[[ Records provided open ]]

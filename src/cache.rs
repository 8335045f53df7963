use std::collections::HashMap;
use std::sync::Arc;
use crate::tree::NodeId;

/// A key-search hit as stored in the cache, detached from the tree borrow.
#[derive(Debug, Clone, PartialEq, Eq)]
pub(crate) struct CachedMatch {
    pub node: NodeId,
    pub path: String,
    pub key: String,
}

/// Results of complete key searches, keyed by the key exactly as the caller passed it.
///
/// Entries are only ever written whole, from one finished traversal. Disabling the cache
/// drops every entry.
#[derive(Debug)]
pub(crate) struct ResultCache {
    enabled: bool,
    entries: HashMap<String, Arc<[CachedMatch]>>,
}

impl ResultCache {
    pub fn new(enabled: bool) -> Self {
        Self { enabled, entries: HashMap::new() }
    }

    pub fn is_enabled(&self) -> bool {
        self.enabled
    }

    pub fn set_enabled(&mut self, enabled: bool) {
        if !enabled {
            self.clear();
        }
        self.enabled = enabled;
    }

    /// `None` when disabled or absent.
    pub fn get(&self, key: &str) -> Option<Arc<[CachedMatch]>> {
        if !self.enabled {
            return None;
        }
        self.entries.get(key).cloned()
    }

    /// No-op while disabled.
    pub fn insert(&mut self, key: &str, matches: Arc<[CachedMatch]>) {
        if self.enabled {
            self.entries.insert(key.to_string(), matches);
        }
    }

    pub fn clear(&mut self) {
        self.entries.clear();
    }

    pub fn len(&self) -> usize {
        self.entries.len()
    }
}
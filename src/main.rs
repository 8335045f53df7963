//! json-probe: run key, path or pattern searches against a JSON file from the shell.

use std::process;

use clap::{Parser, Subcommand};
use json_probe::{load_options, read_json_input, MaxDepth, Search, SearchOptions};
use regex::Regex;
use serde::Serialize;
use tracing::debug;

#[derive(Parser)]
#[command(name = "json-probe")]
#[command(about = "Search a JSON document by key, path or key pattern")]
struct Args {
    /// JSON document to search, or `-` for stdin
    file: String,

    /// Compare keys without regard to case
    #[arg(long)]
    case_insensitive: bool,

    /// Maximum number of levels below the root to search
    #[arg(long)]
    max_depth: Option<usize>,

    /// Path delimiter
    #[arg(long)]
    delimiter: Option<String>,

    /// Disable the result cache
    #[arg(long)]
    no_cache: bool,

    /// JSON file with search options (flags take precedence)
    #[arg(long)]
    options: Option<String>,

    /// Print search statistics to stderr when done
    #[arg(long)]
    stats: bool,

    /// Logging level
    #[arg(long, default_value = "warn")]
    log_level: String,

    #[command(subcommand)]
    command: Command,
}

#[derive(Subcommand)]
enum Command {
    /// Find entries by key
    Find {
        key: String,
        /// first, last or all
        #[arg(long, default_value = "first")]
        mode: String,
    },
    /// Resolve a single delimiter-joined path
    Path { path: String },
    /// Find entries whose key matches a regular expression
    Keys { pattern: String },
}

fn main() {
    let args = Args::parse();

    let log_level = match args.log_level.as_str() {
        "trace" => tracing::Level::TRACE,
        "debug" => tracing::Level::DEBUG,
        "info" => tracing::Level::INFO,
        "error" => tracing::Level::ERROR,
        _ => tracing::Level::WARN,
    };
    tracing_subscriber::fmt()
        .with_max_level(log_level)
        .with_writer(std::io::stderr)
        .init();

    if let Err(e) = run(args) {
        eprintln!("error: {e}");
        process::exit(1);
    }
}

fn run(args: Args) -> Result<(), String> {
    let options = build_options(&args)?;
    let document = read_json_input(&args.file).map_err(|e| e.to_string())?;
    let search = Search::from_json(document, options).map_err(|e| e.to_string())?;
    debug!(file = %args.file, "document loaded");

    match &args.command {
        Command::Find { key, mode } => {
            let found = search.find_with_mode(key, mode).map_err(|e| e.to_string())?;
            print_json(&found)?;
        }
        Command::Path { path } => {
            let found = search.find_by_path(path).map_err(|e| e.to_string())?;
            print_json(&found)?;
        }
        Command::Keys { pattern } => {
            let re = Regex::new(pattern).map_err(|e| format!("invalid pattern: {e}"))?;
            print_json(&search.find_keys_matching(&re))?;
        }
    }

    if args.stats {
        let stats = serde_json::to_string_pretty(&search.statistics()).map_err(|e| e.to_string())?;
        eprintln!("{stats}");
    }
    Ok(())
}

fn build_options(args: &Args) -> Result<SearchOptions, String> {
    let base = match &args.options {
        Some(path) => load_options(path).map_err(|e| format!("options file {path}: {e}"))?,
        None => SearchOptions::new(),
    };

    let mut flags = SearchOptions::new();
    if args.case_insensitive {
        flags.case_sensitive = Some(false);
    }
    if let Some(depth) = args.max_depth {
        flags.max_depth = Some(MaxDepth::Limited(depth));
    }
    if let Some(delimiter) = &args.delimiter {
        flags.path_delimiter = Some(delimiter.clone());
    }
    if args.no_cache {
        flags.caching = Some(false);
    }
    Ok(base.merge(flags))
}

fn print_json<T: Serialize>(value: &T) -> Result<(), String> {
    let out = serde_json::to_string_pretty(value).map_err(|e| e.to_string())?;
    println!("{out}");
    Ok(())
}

[[ Records provided closed ]]

# [Goal of the exercise]
If a line of the entries holds the word "struct", copy it out.

# [Solution to this problem]
pub(crate) struct CachedMatch {
pub(crate) struct ResultCache {
struct Args {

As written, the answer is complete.